Sadly, this is just a sampling of examples of Alphabet: failing to “do the right thing;” failing to “follow the law;” failing to “act honorably;” and failing to “treat each other with respect.”

While Alphabet unquestionably does a lot of good in the world, and is unquestionably good at boasting to the world about the good it does for the world, the accumulating evidence also shows Alphabet does wrong to such an amoral systematic extent that it should shock any law abiding person or entity that understands the value that morals/ethics play in protecting and advancing the fabric of what is good in this world.  

Everyone with a moral/ethical compass knows that a moral/ethical company or person would not accumulate as many serious and systemic amoral/unethical failings consistently over so many years as Alphabet-Google has.

Certainly no company or person is perfect or always moral/ethical, and that is not what is expected here.

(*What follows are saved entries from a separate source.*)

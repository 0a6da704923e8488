// Dialog-aware sentence boundary detection.
// One compiled regex per scan state; matches drive state transitions and boundary decisions.

use anyhow::Result;
use regex_automata::{meta::Regex, Input};
use std::collections::HashMap;
use tracing::debug;

use super::AbbreviationChecker;

// Compositional pattern components
const SENTENCE_END: &str = r"[.!?]+";
const SEPARATOR: &str = r"\s+";
const SENTENCE_START: &str = r"[\p{Lu}\x22\x27\u{201C}\u{2018}\(\[\{]";
const HARD_BREAK: &str = r"\r?\n[ \t]*\r?\n";
const DIALOG_OPEN: &str = r"[\x22\x27\u{201C}\u{2018}\(\[\{]";
const DIALOG_CLOSE: &str = r"[\x22\x27\u{201D}\u{2019}\)\]\}]";

const TERMINAL_PUNCTUATION: &[char] = &['.', '!', '?'];
const CLOSING_DELIMITERS: &[char] = &['"', '\'', '\u{201D}', '\u{2019}', ')', ']', '}'];

/// Kind of quotation or parenthetical the scanner is inside
#[derive(Debug, Clone, Copy, PartialEq, Eq, Hash)]
pub enum QuoteKind {
    Double,
    Single,
    SmartDouble,
    SmartSingle,
    Round,
    Square,
    Curly,
}

impl QuoteKind {
    pub const ALL: [QuoteKind; 7] = [
        QuoteKind::Double,
        QuoteKind::Single,
        QuoteKind::SmartDouble,
        QuoteKind::SmartSingle,
        QuoteKind::Round,
        QuoteKind::Square,
        QuoteKind::Curly,
    ];

    pub fn from_opener(ch: char) -> Option<Self> {
        match ch {
            '"' => Some(QuoteKind::Double),
            '\'' => Some(QuoteKind::Single),
            '\u{201C}' => Some(QuoteKind::SmartDouble),
            '\u{2018}' => Some(QuoteKind::SmartSingle),
            '(' => Some(QuoteKind::Round),
            '[' => Some(QuoteKind::Square),
            '{' => Some(QuoteKind::Curly),
            _ => None,
        }
    }

    fn closer_pattern(self) -> &'static str {
        match self {
            QuoteKind::Double => r"\x22",
            QuoteKind::Single => r"\x27",
            QuoteKind::SmartDouble => r"\u{201D}",
            QuoteKind::SmartSingle => r"\u{2019}",
            QuoteKind::Round => r"\)",
            QuoteKind::Square => r"\]",
            QuoteKind::Curly => r"\}",
        }
    }

    /// Single-quote closers double as apostrophes ("don't", "don’t").
    fn closer_may_be_apostrophe(self) -> bool {
        matches!(self, QuoteKind::Single | QuoteKind::SmartSingle)
    }
}

#[derive(Debug, Clone, Copy, PartialEq, Eq, Hash)]
pub enum ScanState {
    Narrative,
    Quoted(QuoteKind),
}

#[derive(Debug, Clone, Copy, PartialEq, Eq)]
pub enum MatchType {
    /// Sentence end, optional closer, separator, sentence start
    Boundary,
    /// Blank line
    HardBreak,
    DialogOpen(QuoteKind),
    DialogClose,
}

pub struct DialogStateMachine {
    patterns: HashMap<ScanState, Regex>,
    abbreviation_checker: AbbreviationChecker,
}

impl DialogStateMachine {
    pub fn new() -> Result<Self> {
        let mut patterns = HashMap::new();

        // Closers are allowed here for quotations that were never opened
        let narrative_boundary =
            format!("{SENTENCE_END}{DIALOG_CLOSE}*{SEPARATOR}{SENTENCE_START}");
        let narrative_pattern =
            format!("(?:{narrative_boundary})|(?:{HARD_BREAK})|(?:{DIALOG_OPEN})");
        patterns.insert(ScanState::Narrative, Regex::new(&narrative_pattern)?);

        for kind in QuoteKind::ALL {
            let close = kind.closer_pattern();
            let dialog_boundary = format!("{SENTENCE_END}{close}{SEPARATOR}{SENTENCE_START}");
            let dialog_pattern = format!("(?:{dialog_boundary})|(?:{close})|(?:{HARD_BREAK})");
            patterns.insert(ScanState::Quoted(kind), Regex::new(&dialog_pattern)?);
        }

        Ok(Self {
            patterns,
            abbreviation_checker: AbbreviationChecker::new(),
        })
    }

    pub fn state_count(&self) -> usize {
        self.patterns.len()
    }

    /// Split `text` into trimmed sentence slices in document order.
    pub fn detect_sentences<'a>(&self, text: &'a str) -> Vec<&'a str> {
        let mut sentences = Vec::new();
        let mut state = ScanState::Narrative;
        let mut sentence_start = 0;
        let mut cursor = 0;
        let mut quote_opened_at = 0;
        let mut matches_seen = 0usize;

        // A quoted state left at end of text still falls back below
        while cursor < text.len() || matches!(state, ScanState::Quoted(_)) {
            let Some(pattern) = self.patterns.get(&state) else {
                break;
            };
            let Some(found) = pattern.find(Input::new(text).range(cursor..)) else {
                if let ScanState::Quoted(kind) = state {
                    // Never closed: rescan its contents as narrative
                    debug!(?kind, position = quote_opened_at, "Unclosed quotation");
                    state = ScanState::Narrative;
                    cursor = quote_opened_at;
                    continue;
                }
                break;
            };
            matches_seen += 1;

            let (match_start, match_end) = (found.start(), found.end());
            let matched = &text[match_start..match_end];

            match Self::classify_match(matched, state) {
                MatchType::Boundary => {
                    let (separator_start, next_start) = separator_bounds(matched);
                    let sentence_end = match_start + separator_start;
                    let candidate = &text[sentence_start..sentence_end];
                    let following = &text[match_start + next_start..];

                    if self.abbreviation_checker.vetoes_boundary(candidate, following) {
                        // Not a boundary; keep scanning after the punctuation
                        cursor = sentence_end;
                    } else {
                        push_sentence(&mut sentences, candidate);
                        sentence_start = match_start + next_start;
                        cursor = sentence_start;
                    }
                    state = ScanState::Narrative;
                }
                MatchType::HardBreak => {
                    if !joins_across_break(text, match_start) {
                        push_sentence(&mut sentences, &text[sentence_start..match_start]);
                        sentence_start = match_end;
                        state = ScanState::Narrative;
                    }
                    cursor = match_end;
                }
                MatchType::DialogOpen(kind) => {
                    if opens_quotation(text, kind, match_start, match_end) {
                        state = ScanState::Quoted(kind);
                        quote_opened_at = match_end;
                    }
                    cursor = match_end;
                }
                MatchType::DialogClose => {
                    let apostrophe = matches!(state, ScanState::Quoted(kind) if kind.closer_may_be_apostrophe())
                        && follows_word_char(text, match_start)
                        && precedes_word_char(text, match_end);
                    if !apostrophe {
                        state = ScanState::Narrative;
                    }
                    cursor = match_end;
                }
            }
        }

        if sentence_start < text.len() {
            push_sentence(&mut sentences, &text[sentence_start..]);
        }

        debug!(
            matches = matches_seen,
            sentences = sentences.len(),
            "Dialog state machine scan complete"
        );
        sentences
    }

    fn classify_match(matched: &str, state: ScanState) -> MatchType {
        let Some(first) = matched.chars().next() else {
            return MatchType::DialogClose;
        };

        if first == '\r' || first == '\n' {
            return MatchType::HardBreak;
        }
        if TERMINAL_PUNCTUATION.contains(&first) {
            return MatchType::Boundary;
        }

        match state {
            ScanState::Narrative => match QuoteKind::from_opener(first) {
                Some(kind) => MatchType::DialogOpen(kind),
                None => MatchType::Boundary,
            },
            ScanState::Quoted(_) => MatchType::DialogClose,
        }
    }
}

/// Byte offsets within a boundary match where the separator starts and where the next sentence starts.
fn separator_bounds(matched: &str) -> (usize, usize) {
    let separator_start = matched.find(char::is_whitespace).unwrap_or(matched.len());
    let next_start = matched[separator_start..]
        .find(|c: char| !c.is_whitespace())
        .map_or(matched.len(), |offset| separator_start + offset);
    (separator_start, next_start)
}

/// A blank line continues the sentence unless terminal punctuation or a closer precedes it.
fn joins_across_break(text: &str, break_start: usize) -> bool {
    match text[..break_start].trim_end().chars().next_back() {
        Some(ch) => !(TERMINAL_PUNCTUATION.contains(&ch) || CLOSING_DELIMITERS.contains(&ch)),
        None => false,
    }
}

/// An opener must lead into a word. A straight quote glued to the word before it
/// is an apostrophe or a unit mark (`5"`), and `'` before a lowercase letter or
/// digit is an elision (`'em`, `'90s`).
fn opens_quotation(text: &str, kind: QuoteKind, start: usize, end: usize) -> bool {
    let Some(next) = text[end..].chars().next() else {
        return false;
    };
    if next.is_whitespace() {
        return false;
    }

    match kind {
        QuoteKind::Double | QuoteKind::Single if follows_word_char(text, start) => false,
        QuoteKind::Single => !(next.is_lowercase() || next.is_numeric()),
        _ => true,
    }
}

fn follows_word_char(text: &str, pos: usize) -> bool {
    text[..pos].chars().next_back().is_some_and(char::is_alphanumeric)
}

fn precedes_word_char(text: &str, pos: usize) -> bool {
    text[pos..].chars().next().is_some_and(char::is_alphanumeric)
}

fn push_sentence<'a>(sentences: &mut Vec<&'a str>, raw: &'a str) {
    let trimmed = raw.trim();
    if !trimmed.is_empty() {
        sentences.push(trimmed);
    }
}

#[cfg(test)]
mod tests {
    use super::*;
    use std::sync::OnceLock;

    static SHARED_MACHINE: OnceLock<DialogStateMachine> = OnceLock::new();

    fn get_machine() -> &'static DialogStateMachine {
        SHARED_MACHINE.get_or_init(|| DialogStateMachine::new().unwrap())
    }

    #[test]
    fn test_compiles_one_pattern_per_state() {
        assert_eq!(get_machine().state_count(), 1 + QuoteKind::ALL.len());
    }

    #[test]
    fn test_classify_match() {
        assert_eq!(DialogStateMachine::classify_match(". T", ScanState::Narrative), MatchType::Boundary);
        assert_eq!(DialogStateMachine::classify_match("\n\n", ScanState::Narrative), MatchType::HardBreak);
        assert_eq!(DialogStateMachine::classify_match("\r\n\r\n", ScanState::Narrative), MatchType::HardBreak);
        assert_eq!(
            DialogStateMachine::classify_match("\u{201C}", ScanState::Narrative),
            MatchType::DialogOpen(QuoteKind::SmartDouble)
        );
        assert_eq!(
            DialogStateMachine::classify_match(")", ScanState::Quoted(QuoteKind::Round)),
            MatchType::DialogClose
        );
        assert_eq!(
            DialogStateMachine::classify_match("!\" T", ScanState::Quoted(QuoteKind::Double)),
            MatchType::Boundary
        );
    }

    #[test]
    fn test_separator_bounds() {
        assert_eq!(separator_bounds(". T"), (1, 2));
        assert_eq!(separator_bounds("?\"  \"T"), (2, 4));
        assert_eq!(separator_bounds(".\r\n\r\nT"), (1, 5));
    }

    #[test]
    fn test_joins_across_break() {
        assert!(joins_across_break("to hear:\n\n", 8));
        assert!(joins_across_break("CHAPTER I\n\n", 9));
        assert!(!joins_across_break("The end.\n\n", 8));
        assert!(!joins_across_break("\"Go!\"  \n\n", 7));
        assert!(!joins_across_break("\n\n", 0));
    }

    #[test]
    fn test_slices_borrow_from_source() {
        let text = "Hello world. This is a test.";
        let sentences = get_machine().detect_sentences(text);

        assert_eq!(sentences, vec!["Hello world.", "This is a test."]);
        let range = text.as_bytes().as_ptr_range();
        for sentence in sentences {
            assert!(range.contains(&sentence.as_ptr()));
        }
    }

    #[test]
    fn test_boundary_requires_capitalized_start() {
        let sentences = get_machine().detect_sentences("It was 5 p.m. and late. Then we left.");
        assert_eq!(sentences, vec!["It was 5 p.m. and late.", "Then we left."]);
    }

    #[test]
    fn test_apostrophes_do_not_open_quotes() {
        let text = "The hermit's scroll was old. It didn't matter. Not much.";
        let sentences = get_machine().detect_sentences(text);
        assert_eq!(
            sentences,
            vec!["The hermit's scroll was old.", "It didn't matter.", "Not much."]
        );
    }

    #[test]
    fn test_apostrophe_inside_single_quote_dialog() {
        let text = "He said, 'I don't know.' Then he left.";
        let sentences = get_machine().detect_sentences(text);
        assert_eq!(sentences, vec!["He said, 'I don't know.'", "Then he left."]);
    }

    #[test]
    fn test_opening_quote_after_boundary_still_opens_dialog() {
        let text = "She waited. \"Come in, sir. Sit down,\" she said. He sat.";
        let sentences = get_machine().detect_sentences(text);
        assert_eq!(
            sentences,
            vec!["She waited.", "\"Come in, sir. Sit down,\" she said.", "He sat."]
        );
    }

    #[test]
    fn test_abbreviation_before_quote_closes_dialog() {
        let text = "He shouted \"Dr.\" Smith turned around. Nobody else did.";
        let sentences = get_machine().detect_sentences(text);
        assert_eq!(
            sentences,
            vec!["He shouted \"Dr.\" Smith turned around.", "Nobody else did."]
        );
    }

    #[test]
    fn test_opens_quotation() {
        assert!(opens_quotation("\"Hi", QuoteKind::Double, 0, 1));
        assert!(opens_quotation("said 'I", QuoteKind::Single, 5, 6));
        assert!(!opens_quotation("a 5\" screen", QuoteKind::Double, 3, 4));
        assert!(!opens_quotation("Give 'em", QuoteKind::Single, 5, 6));
        assert!(!opens_quotation("the '90s", QuoteKind::Single, 4, 5));
        assert!(!opens_quotation("end.\" Next", QuoteKind::Double, 4, 5));
        assert!(!opens_quotation("trailing \"", QuoteKind::Double, 9, 10));
    }

    #[test]
    fn test_unclosed_quote_falls_back_to_narrative() {
        let text = "He said \"Wait. Then he ran. She followed.";
        let sentences = get_machine().detect_sentences(text);
        assert_eq!(sentences, vec!["He said \"Wait.", "Then he ran.", "She followed."]);

        let trailing_break = "He said \"Wait. Then we ran:\n\n";
        let sentences = get_machine().detect_sentences(trailing_break);
        assert_eq!(sentences, vec!["He said \"Wait.", "Then we ran:"]);
    }

    #[test]
    fn test_closer_without_opener_still_ends_sentence() {
        let text = "He said, 'hello there.' She left.";
        let sentences = get_machine().detect_sentences(text);
        assert_eq!(sentences, vec!["He said, 'hello there.'", "She left."]);
    }

    #[test]
    fn test_unclosed_quote_resets_at_paragraph_break() {
        let text = "\"It was long ago. We were young.\n\nThe war came. It ended.";
        let sentences = get_machine().detect_sentences(text);
        assert_eq!(
            sentences,
            vec![
                "\"It was long ago. We were young.",
                "The war came.",
                "It ended.",
            ]
        );
    }
}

What is expected from a public company that serves more people than any other, and that could harm more people in more ways than most companies if they don’t regularly “do the right thing,” is to admit their official proven wrongs, take full responsibility for their actions, and actually change their corporate behavior so that Alphabet-Google’s mistakes/wrongs become dramatically less frequent and less serious, and so that they can no longer be characterized accurately as doing wrong, breaking the law, acting dishonorably, or disrespecting others -- in the future.  

As many appreciate, with freedom comes responsibility, and to those whom much is given, much is expected.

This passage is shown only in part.